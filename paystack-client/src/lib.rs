//! # Paystack Bridge Client SDK
//!
//! A typed Rust client for the Paystack bridge API.

use paystack_types::{ApiResponse, HealthResponse, PayRequest};
use reqwest::Client;
use rust_decimal::Decimal;
use serde::de::DeserializeOwned;

/// Error type for client operations.
#[derive(Debug, thiserror::Error)]
pub enum ClientError {
    #[error("HTTP error: {0}")]
    Http(#[from] reqwest::Error),

    #[error("API error: {status} - {message}")]
    Api { status: u16, message: String },

    #[error("JSON error: {0}")]
    Json(#[from] serde_json::Error),

    #[error("Invalid base URL: {0}")]
    InvalidUrl(String),
}

/// A payment to initialize.
#[derive(Debug, Clone)]
pub struct NewPayment {
    pub email: String,
    /// Amount in major units
    pub amount: Decimal,
    pub currency: Option<String>,
    pub callback_url: Option<String>,
}

impl From<&NewPayment> for PayRequest {
    fn from(p: &NewPayment) -> Self {
        PayRequest {
            email: Some(p.email.clone()),
            // Sent as a string so no precision is lost in transit.
            amount: Some(serde_json::Value::String(p.amount.to_string())),
            currency: p.currency.clone(),
            callback_url: p.callback_url.clone(),
        }
    }
}

/// Paystack bridge API client.
pub struct PaystackBridgeClient {
    base_url: String,
    http: Client,
}

impl PaystackBridgeClient {
    /// Creates a new client.
    pub fn new(base_url: impl Into<String>) -> Self {
        Self {
            base_url: base_url.into().trim_end_matches('/').to_string(),
            http: Client::new(),
        }
    }

    /// Fetches the health report.
    pub async fn health(&self) -> Result<HealthResponse, ClientError> {
        self.get("/health").await
    }

    /// Initializes a payment. On success `data` carries the checkout URL and reference.
    pub async fn pay(&self, payment: &NewPayment) -> Result<ApiResponse, ClientError> {
        let resp = self
            .http
            .post(format!("{}/pay", self.base_url))
            .json(&PayRequest::from(payment))
            .send()
            .await?;
        self.handle_response(resp).await
    }

    /// Verifies a transaction by reference.
    pub async fn status(&self, reference: &str) -> Result<ApiResponse, ClientError> {
        let mut url = reqwest::Url::parse(&self.base_url)
            .map_err(|e| ClientError::InvalidUrl(e.to_string()))?;
        if let Ok(mut path) = url.path_segments_mut() {
            path.pop_if_empty().extend(["status", reference]);
        }
        let resp = self.http.get(url).send().await?;
        self.handle_response(resp).await
    }

    async fn get<T: DeserializeOwned>(&self, path: &str) -> Result<T, ClientError> {
        let resp = self
            .http
            .get(format!("{}{}", self.base_url, path))
            .send()
            .await?;
        self.handle_response(resp).await
    }

    async fn handle_response<T: DeserializeOwned>(
        &self,
        resp: reqwest::Response,
    ) -> Result<T, ClientError> {
        let status = resp.status();
        if status.is_success() {
            let body = resp.text().await?;
            Ok(serde_json::from_str(&body)?)
        } else {
            let body = resp.text().await.unwrap_or_default();
            let message = serde_json::from_str::<ApiResponse>(&body)
                .map(|envelope| envelope.message)
                .unwrap_or(body);
            Err(ClientError::Api {
                status: status.as_u16(),
                message,
            })
        }
    }
}
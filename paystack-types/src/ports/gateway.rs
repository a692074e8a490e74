//! Payment gateway port trait.
//!
//! Implemented by the Paystack adapter, and by in-memory fakes in tests.

use crate::domain::{CurrencyCode, GatewayResult, MajorAmount};

/// Validated input for initializing a transaction.
#[derive(Debug, Clone, PartialEq)]
pub struct InitializeTransaction {
    pub email: String,
    pub amount: MajorAmount,
    pub currency: CurrencyCode,
    /// Where the gateway redirects the customer; omitted from the request when `None`.
    pub callback_url: Option<String>,
}

/// The outbound port to the payment gateway.
///
/// Methods never return a Rust error: every outcome, including transport
/// failures and a missing credential, is a [`GatewayResult`]. Each call is
/// a single attempt.
#[async_trait::async_trait]
pub trait PaymentGateway: Send + Sync + 'static {
    /// Whether an API credential is configured.
    fn has_credentials(&self) -> bool;

    /// Initializes a transaction and returns the gateway's checkout payload.
    async fn initialize(&self, req: InitializeTransaction) -> GatewayResult;

    /// Looks up a transaction by its gateway reference.
    async fn verify(&self, reference: &str) -> GatewayResult;
}
//! # Paystack Hex
//!
//! Application service layer and HTTP adapter for the Paystack bridge.
//!
//! ## Architecture
//!
//! - `service/` - Application service (validation, callback URL derivation)
//! - `inbound/` - HTTP adapter (Axum server)
//!
//! The service is generic over `G: PaymentGateway`, so the Paystack adapter
//! can be swapped for an in-memory fake in tests.

pub mod inbound;
pub mod openapi;
pub mod service;

#[cfg(test)]
mod service_tests;

pub use service::{PaymentService, PaymentSettings};
//! Domain models for the Paystack bridge.

pub mod amount;
pub mod currency;
pub mod result;

pub use amount::{MajorAmount, checked_minor_units};
pub use currency::CurrencyCode;
pub use result::GatewayResult;
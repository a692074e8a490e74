//! Connection settings for the Paystack API.

use std::fmt;
use std::time::Duration;

use reqwest::Url;

/// Errors raised while building the gateway adapter.
#[derive(Debug, thiserror::Error)]
pub enum GatewayConfigError {
    #[error("invalid Paystack base URL {url:?}: {reason}")]
    InvalidBaseUrl { url: String, reason: String },

    #[error("failed to build HTTP client: {0}")]
    Client(#[from] reqwest::Error),
}

/// Paystack secret key. Never printed.
#[derive(Clone, PartialEq, Eq)]
pub struct ApiKey(String);

impl ApiKey {
    /// Wraps a raw key. Blank input means "not configured".
    pub fn new(raw: &str) -> Option<Self> {
        let trimmed = raw.trim();
        (!trimmed.is_empty()).then(|| Self(trimmed.to_string()))
    }

    pub fn expose(&self) -> &str {
        &self.0
    }
}

impl fmt::Debug for ApiKey {
    fn fmt(&self, f: &mut fmt::Formatter<'_>) -> fmt::Result {
        f.write_str("ApiKey(***)")
    }
}

/// Settings for [`PaystackGateway`](crate::PaystackGateway).
#[derive(Debug, Clone)]
pub struct GatewayConfig {
    pub api_key: Option<ApiKey>,
    pub base_url: Url,
    pub timeout: Duration,
}

impl GatewayConfig {
    pub const DEFAULT_BASE_URL: &'static str = "https://api.paystack.co";
    pub const DEFAULT_TIMEOUT: Duration = Duration::from_secs(15);

    /// Creates a config with the default timeout.
    ///
    /// `base_url` must be an absolute `http`/`https` URL; a trailing `/`
    /// is ignored.
    pub fn new(api_key: Option<ApiKey>, base_url: &str) -> Result<Self, GatewayConfigError> {
        let invalid = |reason: String| GatewayConfigError::InvalidBaseUrl {
            url: base_url.to_string(),
            reason,
        };
        let url = Url::parse(base_url.trim_end_matches('/')).map_err(|e| invalid(e.to_string()))?;
        if !matches!(url.scheme(), "http" | "https") || url.cannot_be_a_base() {
            return Err(invalid("expected an http(s) URL".into()));
        }
        Ok(Self {
            api_key,
            base_url: url,
            timeout: Self::DEFAULT_TIMEOUT,
        })
    }

    pub fn with_timeout(mut self, timeout: Duration) -> Self {
        self.timeout = timeout;
        self
    }

    /// Joins path segments onto the base URL, percent-encoding each one.
    pub(crate) fn endpoint(&self, segments: &[&str]) -> Url {
        let mut url = self.base_url.clone();
        if let Ok(mut path) = url.path_segments_mut() {
            path.pop_if_empty().extend(segments);
        }
        url
    }
}
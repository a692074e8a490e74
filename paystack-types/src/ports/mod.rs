//! Port traits (interfaces for adapters).
//!
//! The application layer depends on these traits, not on the concrete
//! HTTP client that talks to Paystack.

mod gateway;

pub use gateway::{InitializeTransaction, PaymentGateway};
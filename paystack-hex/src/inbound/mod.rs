//! HTTP Inbound Adapter
//!
//! Axum-based HTTP server that drives the application layer.

mod handlers;
mod server;

pub use handlers::{AppState, gateway_status};
pub use server::HttpServer;
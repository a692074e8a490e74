//! Data Transfer Objects (DTOs) for requests and responses.

use serde::{Deserialize, Serialize};
use utoipa::{IntoParams, ToSchema};

use crate::domain::GatewayResult;

// ─────────────────────────────────────────────────────────────────────────────
// Payment DTOs
// ─────────────────────────────────────────────────────────────────────────────

/// Body of `POST /pay`.
///
/// Every field is optional on the wire; presence and format are checked by
/// the application service so each violation gets its own message.
#[derive(Debug, Clone, Default, Serialize, Deserialize, ToSchema)]
#[serde(default)]
pub struct PayRequest {
    /// Customer email address
    #[schema(example = "customer@example.com")]
    pub email: Option<String>,
    /// Amount in major currency units, as a JSON number or numeric string
    #[schema(value_type = Option<String>, example = "10.50")]
    #[serde(skip_serializing_if = "Option::is_none")]
    pub amount: Option<serde_json::Value>,
    /// Currency code; the configured default is used when absent
    #[schema(example = "NGN")]
    #[serde(skip_serializing_if = "Option::is_none")]
    pub currency: Option<String>,
    /// Redirect target after checkout
    #[schema(example = "https://shop.example.com/callback")]
    #[serde(skip_serializing_if = "Option::is_none")]
    pub callback_url: Option<String>,
}

impl PayRequest {
    /// Reads a request out of an arbitrary JSON body, one field at a time.
    ///
    /// Text fields of the wrong JSON type count as absent, and a body that
    /// is not an object yields an empty request. `amount` is kept raw.
    pub fn from_body(body: &serde_json::Value) -> Self {
        let text = |key: &str| body.get(key).and_then(|v| v.as_str()).map(str::to_owned);
        Self {
            email: text("email"),
            amount: body.get("amount").cloned(),
            currency: text("currency"),
            callback_url: text("callback_url"),
        }
    }
}

/// Query string of `GET /callback`, as sent by Paystack after checkout.
#[derive(Debug, Clone, Default, Deserialize, IntoParams)]
#[into_params(parameter_in = Query)]
pub struct CallbackQuery {
    /// Transaction reference
    pub reference: Option<String>,
    /// Alternate name Paystack uses for the reference
    pub trxref: Option<String>,
}

impl CallbackQuery {
    /// The first non-empty of `reference` and `trxref`.
    pub fn reference(&self) -> Option<&str> {
        [&self.reference, &self.trxref]
            .into_iter()
            .filter_map(|v| v.as_deref())
            .map(str::trim)
            .find(|v| !v.is_empty())
    }
}

// ─────────────────────────────────────────────────────────────────────────────
// Response envelope
// ─────────────────────────────────────────────────────────────────────────────

/// Outcome marker of the response envelope.
#[derive(Debug, Clone, Copy, PartialEq, Eq, Serialize, Deserialize, ToSchema)]
#[serde(rename_all = "lowercase")]
pub enum ResponseStatus {
    Success,
    Error,
}

/// Uniform JSON body of every payment endpoint.
#[derive(Debug, Clone, PartialEq, Serialize, Deserialize, ToSchema)]
pub struct ApiResponse {
    pub status: ResponseStatus,
    #[schema(example = "Authorization URL created")]
    pub message: String,
    /// Gateway payload, passed through untouched
    #[schema(value_type = Option<Object>)]
    pub data: Option<serde_json::Value>,
}

impl ApiResponse {
    /// An error envelope without payload.
    pub fn error(message: impl Into<String>) -> Self {
        Self {
            status: ResponseStatus::Error,
            message: message.into(),
            data: None,
        }
    }

    pub fn is_success(&self) -> bool {
        self.status == ResponseStatus::Success
    }
}

impl From<GatewayResult> for ApiResponse {
    fn from(result: GatewayResult) -> Self {
        let status = if result.ok() {
            ResponseStatus::Success
        } else {
            ResponseStatus::Error
        };
        let (message, data) = result.into_parts();
        Self {
            status,
            message,
            data,
        }
    }
}

/// Body of `GET /health`.
#[derive(Debug, Clone, PartialEq, Serialize, Deserialize, ToSchema)]
pub struct HealthResponse {
    #[schema(example = "ok")]
    pub status: String,
    pub paystack_api_key_configured: bool,
}

impl HealthResponse {
    pub fn ok(paystack_api_key_configured: bool) -> Self {
        Self {
            status: "ok".to_string(),
            paystack_api_key_configured,
        }
    }
}
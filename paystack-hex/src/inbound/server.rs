//! HTTP Server configuration and startup.

use std::sync::Arc;

use axum::{Router, routing::get, routing::post};
use tower_http::trace::TraceLayer;

use paystack_types::PaymentGateway;

use super::handlers::{self, AppState};
use crate::PaymentService;

/// HTTP Server for the Paystack bridge.
pub struct HttpServer<G: PaymentGateway> {
    state: Arc<AppState<G>>,
}

impl<G: PaymentGateway> HttpServer<G> {
    /// Creates a new HTTP server with the given service.
    pub fn new(service: PaymentService<G>) -> Self {
        Self {
            state: Arc::new(AppState { service }),
        }
    }

    /// Builds the Axum router with all routes.
    pub fn router(&self) -> Router {
        Router::new()
            .route("/health", get(handlers::health::<G>))
            .route("/pay", post(handlers::pay::<G>))
            .route("/status/{reference}", get(handlers::status::<G>))
            .route("/callback", get(handlers::callback::<G>))
            .route("/api-docs/openapi.json", get(handlers::openapi_json))
            .layer(TraceLayer::new_for_http())
            .with_state(self.state.clone())
    }

    /// Runs the server on the given address with graceful shutdown.
    pub async fn run(self, addr: &str) -> anyhow::Result<()> {
        let listener = tokio::net::TcpListener::bind(addr).await?;
        tracing::info!("Server listening on {}", listener.local_addr()?);

        axum::serve(listener, self.router())
            .with_graceful_shutdown(shutdown_signal())
            .await?;

        Ok(())
    }
}

async fn shutdown_signal() {
    let ctrl_c = async {
        if let Err(e) = tokio::signal::ctrl_c().await {
            tracing::error!("Failed to install Ctrl+C handler: {e}");
            std::future::pending::<()>().await;
        }
    };

    #[cfg(unix)]
    let terminate = async {
        match tokio::signal::unix::signal(tokio::signal::unix::SignalKind::terminate()) {
            Ok(mut signal) => {
                signal.recv().await;
            }
            Err(e) => {
                tracing::error!("Failed to install SIGTERM handler: {e}");
                std::future::pending::<()>().await;
            }
        }
    };

    #[cfg(not(unix))]
    let terminate = std::future::pending::<()>();

    tokio::select! {
        _ = ctrl_c => {},
        _ = terminate => {},
    }

    tracing::info!("Shutdown signal received, starting graceful shutdown...");
}
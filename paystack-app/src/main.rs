//! # Paystack Bridge
//!
//! Binary that wires together all the components:
//! - Load configuration from environment
//! - Initialize logging and tracing
//! - Build the Paystack gateway adapter
//! - Create the payment service
//! - Start the HTTP server

mod config;
mod telemetry;

use paystack_gateway::PaystackGateway;
use paystack_hex::{PaymentService, inbound::HttpServer};

#[tokio::main]
async fn main() -> anyhow::Result<()> {
    // Load environment variables
    dotenvy::dotenv().ok();

    // Load configuration
    let config = config::Config::from_env()?;

    let telemetry = telemetry::init(&config)?;

    tracing::info!("Starting Paystack bridge on port {}", config.port);
    tracing::info!("Using Paystack API at {}", config.gateway.base_url);
    if config.gateway.api_key.is_none() {
        tracing::warn!("PAYSTACK_API_KEY is not set; gateway calls will be answered with 401");
    }

    // Build the gateway adapter
    let gateway = PaystackGateway::new(config.gateway.clone())?;

    // Create the payment service
    let service = PaymentService::new(gateway, config.payments.clone());

    // Create and run the HTTP server
    let server = HttpServer::new(service);
    let addr = format!("0.0.0.0:{}", config.port);

    server.run(&addr).await?;

    // Ensure traces are flushed before exit
    telemetry.shutdown();
    Ok(())
}
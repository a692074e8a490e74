//! Error types for the Paystack bridge.

/// Request validation failures, detected before any gateway call.
///
/// The `Display` output is the exact message returned to API clients.
#[derive(Debug, Clone, PartialEq, Eq, thiserror::Error)]
pub enum ValidationError {
    #[error("email is required")]
    MissingEmail,

    #[error("amount is required")]
    MissingAmount,

    #[error("amount must be a number")]
    NonNumericAmount,

    #[error("amount must be > 0")]
    NonPositiveAmount,

    #[error("amount is too large")]
    AmountTooLarge,

    #[error("reference is required")]
    MissingReference,
}

/// Application-level errors (for HTTP responses).
///
/// Gateway rejections are not errors at this level: they travel as a
/// [`GatewayResult`](crate::GatewayResult) with `ok == false`.
#[derive(Debug, thiserror::Error)]
pub enum AppError {
    #[error("{0}")]
    BadRequest(String),
}

impl From<ValidationError> for AppError {
    fn from(err: ValidationError) -> Self {
        AppError::BadRequest(err.to_string())
    }
}
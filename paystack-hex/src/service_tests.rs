//! PaymentService unit tests.

#[cfg(test)]
pub(crate) mod tests {
    use std::sync::Mutex;

    use async_trait::async_trait;
    use rust_decimal_macros::dec;
    use serde_json::json;

    use paystack_types::{
        AppError, CallbackQuery, CurrencyCode, GatewayResult, InitializeTransaction, PayRequest,
        PaymentGateway,
    };

    use crate::{PaymentService, PaymentSettings};

    /// Records every call and answers with canned results.
    pub struct MockGateway {
        credentials: bool,
        pub initialized: Mutex<Vec<InitializeTransaction>>,
        pub verified: Mutex<Vec<String>>,
    }

    impl MockGateway {
        pub fn new() -> Self {
            Self {
                credentials: true,
                initialized: Mutex::new(Vec::new()),
                verified: Mutex::new(Vec::new()),
            }
        }

        pub fn without_credentials() -> Self {
            Self {
                credentials: false,
                ..Self::new()
            }
        }
    }

    #[async_trait]
    impl PaymentGateway for MockGateway {
        fn has_credentials(&self) -> bool {
            self.credentials
        }

        async fn initialize(&self, req: InitializeTransaction) -> GatewayResult {
            if !self.credentials {
                return GatewayResult::missing_api_key();
            }
            self.initialized.lock().unwrap().push(req);
            GatewayResult::success("Authorization URL created", Some(json!({"reference": "r1"})))
        }

        async fn verify(&self, reference: &str) -> GatewayResult {
            if !self.credentials {
                return GatewayResult::missing_api_key();
            }
            self.verified.lock().unwrap().push(reference.to_string());
            GatewayResult::success("Verification successful", Some(json!({"status": "success"})))
        }
    }

    fn create_service() -> PaymentService<MockGateway> {
        PaymentService::new(MockGateway::new(), PaymentSettings::default())
    }

    fn pay_request(body: serde_json::Value) -> PayRequest {
        serde_json::from_value(body).unwrap()
    }

    fn bad_request_message(err: AppError) -> String {
        match err {
            AppError::BadRequest(msg) => msg,
        }
    }

    // ─────────────────────────────────────────────────────────────────────────────
    // Validation Tests
    // ─────────────────────────────────────────────────────────────────────────────

    #[tokio::test]
    async fn test_missing_email() {
        let service = create_service();
        let err = service
            .initiate(pay_request(json!({"amount": 10})))
            .await
            .unwrap_err();
        assert_eq!(bad_request_message(err), "email is required");
    }

    #[tokio::test]
    async fn test_blank_email() {
        let service = create_service();
        let err = service
            .initiate(pay_request(json!({"email": "   ", "amount": 10})))
            .await
            .unwrap_err();
        assert_eq!(bad_request_message(err), "email is required");
    }

    #[tokio::test]
    async fn test_missing_amount() {
        let service = create_service();
        let err = service
            .initiate(pay_request(json!({"email": "a@b.co"})))
            .await
            .unwrap_err();
        assert_eq!(bad_request_message(err), "amount is required");
    }

    #[tokio::test]
    async fn test_non_numeric_amount() {
        let service = create_service();
        let err = service
            .initiate(pay_request(json!({"email": "a@b.co", "amount": "lots"})))
            .await
            .unwrap_err();
        assert_eq!(bad_request_message(err), "amount must be a number");
    }

    #[tokio::test]
    async fn test_zero_and_negative_amount() {
        let service = create_service();
        for amount in [json!(0), json!(-5), json!("-0.01")] {
            let err = service
                .initiate(pay_request(json!({"email": "a@b.co", "amount": amount})))
                .await
                .unwrap_err();
            assert_eq!(bad_request_message(err), "amount must be > 0");
        }
        assert!(service.gateway().initialized.lock().unwrap().is_empty());
    }

    #[test]
    fn test_email_checked_before_amount() {
        let service = create_service();
        let err = service
            .prepare(pay_request(json!({"amount": "nope"})))
            .unwrap_err();
        assert_eq!(err.to_string(), "email is required");
    }

    // ─────────────────────────────────────────────────────────────────────────────
    // Request Shaping Tests
    // ─────────────────────────────────────────────────────────────────────────────

    #[test]
    fn test_prepare_defaults_currency() {
        let service = create_service();
        let tx = service
            .prepare(pay_request(json!({"email": " a@b.co ", "amount": "10.50"})))
            .unwrap();

        assert_eq!(tx.email, "a@b.co");
        assert_eq!(tx.amount.value(), dec!(10.50));
        assert_eq!(tx.amount.to_minor_units(), 1050);
        assert_eq!(tx.currency.as_str(), "NGN");
        assert_eq!(tx.callback_url, None);
    }

    #[test]
    fn test_prepare_uses_configured_default_currency() {
        let settings = PaymentSettings {
            default_currency: CurrencyCode::new("GHS").unwrap(),
            public_base_url: None,
        };
        let service = PaymentService::new(MockGateway::new(), settings);
        let tx = service
            .prepare(pay_request(json!({"email": "a@b.co", "amount": 1, "currency": ""})))
            .unwrap();
        assert_eq!(tx.currency.as_str(), "GHS");
    }

    #[test]
    fn test_prepare_uppercases_currency() {
        let service = create_service();
        let tx = service
            .prepare(pay_request(json!({"email": "a@b.co", "amount": 1, "currency": " usd "})))
            .unwrap();
        assert_eq!(tx.currency.as_str(), "USD");
    }

    #[test]
    fn test_prepare_derives_callback_url() {
        let settings = PaymentSettings {
            public_base_url: Some("https://pay.example.com/".into()),
            ..PaymentSettings::default()
        };
        let service = PaymentService::new(MockGateway::new(), settings);
        let tx = service
            .prepare(pay_request(json!({"email": "a@b.co", "amount": 1})))
            .unwrap();
        assert_eq!(
            tx.callback_url.as_deref(),
            Some("https://pay.example.com/callback")
        );
    }

    #[test]
    fn test_prepare_explicit_callback_wins() {
        let settings = PaymentSettings {
            public_base_url: Some("https://pay.example.com".into()),
            ..PaymentSettings::default()
        };
        let service = PaymentService::new(MockGateway::new(), settings);
        let tx = service
            .prepare(pay_request(json!({
                "email": "a@b.co",
                "amount": 1,
                "callback_url": "https://shop.example.com/done"
            })))
            .unwrap();
        assert_eq!(
            tx.callback_url.as_deref(),
            Some("https://shop.example.com/done")
        );
    }

    #[tokio::test]
    async fn test_initiate_forwards_to_gateway() {
        let service = create_service();
        let result = service
            .initiate(pay_request(json!({"email": "a@b.co", "amount": 10.005})))
            .await
            .unwrap();

        assert!(result.ok());
        let calls = service.gateway().initialized.lock().unwrap();
        assert_eq!(calls.len(), 1);
        assert_eq!(calls[0].amount.to_minor_units(), 1001);
    }

    #[tokio::test]
    async fn test_initiate_without_credentials_returns_401_result() {
        let service = PaymentService::new(MockGateway::without_credentials(), PaymentSettings::default());
        let result = service
            .initiate(pay_request(json!({"email": "a@b.co", "amount": 5})))
            .await
            .unwrap();

        assert!(!result.ok());
        assert_eq!(result.status_code(), 401);
        assert!(!service.api_key_configured());
    }

    // ─────────────────────────────────────────────────────────────────────────────
    // Verification Tests
    // ─────────────────────────────────────────────────────────────────────────────

    #[tokio::test]
    async fn test_verify_passes_reference() {
        let service = create_service();
        let result = service.verify("T123").await.unwrap();

        assert!(result.ok());
        assert_eq!(*service.gateway().verified.lock().unwrap(), vec!["T123"]);
    }

    #[tokio::test]
    async fn test_verify_empty_reference() {
        let service = create_service();
        let err = service.verify("").await.unwrap_err();
        assert_eq!(bad_request_message(err), "reference is required");
        assert!(service.gateway().verified.lock().unwrap().is_empty());
    }

    #[tokio::test]
    async fn test_verify_forwards_reference_untrimmed() {
        let service = create_service();
        service.verify(" T123 ").await.unwrap();
        assert_eq!(*service.gateway().verified.lock().unwrap(), vec![" T123 "]);
    }

    #[tokio::test]
    async fn test_callback_uses_trxref() {
        let service = create_service();
        let query = CallbackQuery {
            reference: None,
            trxref: Some("ABC".into()),
        };
        service.handle_callback(&query).await.unwrap();

        assert_eq!(*service.gateway().verified.lock().unwrap(), vec!["ABC"]);
    }

    #[tokio::test]
    async fn test_callback_without_reference() {
        let service = create_service();
        let err = service
            .handle_callback(&CallbackQuery::default())
            .await
            .unwrap_err();
        assert_eq!(bad_request_message(err), "reference is required");
        assert!(service.gateway().verified.lock().unwrap().is_empty());
    }
}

+===+

Collect every line with the string "InitializeTransaction" from the records, and copy each.

pub struct InitializeTransaction {
    async fn initialize(&self, req: InitializeTransaction) -> GatewayResult;
pub use gateway::{InitializeTransaction, PaymentGateway};
        AppError, CallbackQuery, CurrencyCode, GatewayResult, InitializeTransaction, PayRequest,
        pub initialized: Mutex<Vec<InitializeTransaction>>,
        async fn initialize(&self, req: InitializeTransaction) -> GatewayResult {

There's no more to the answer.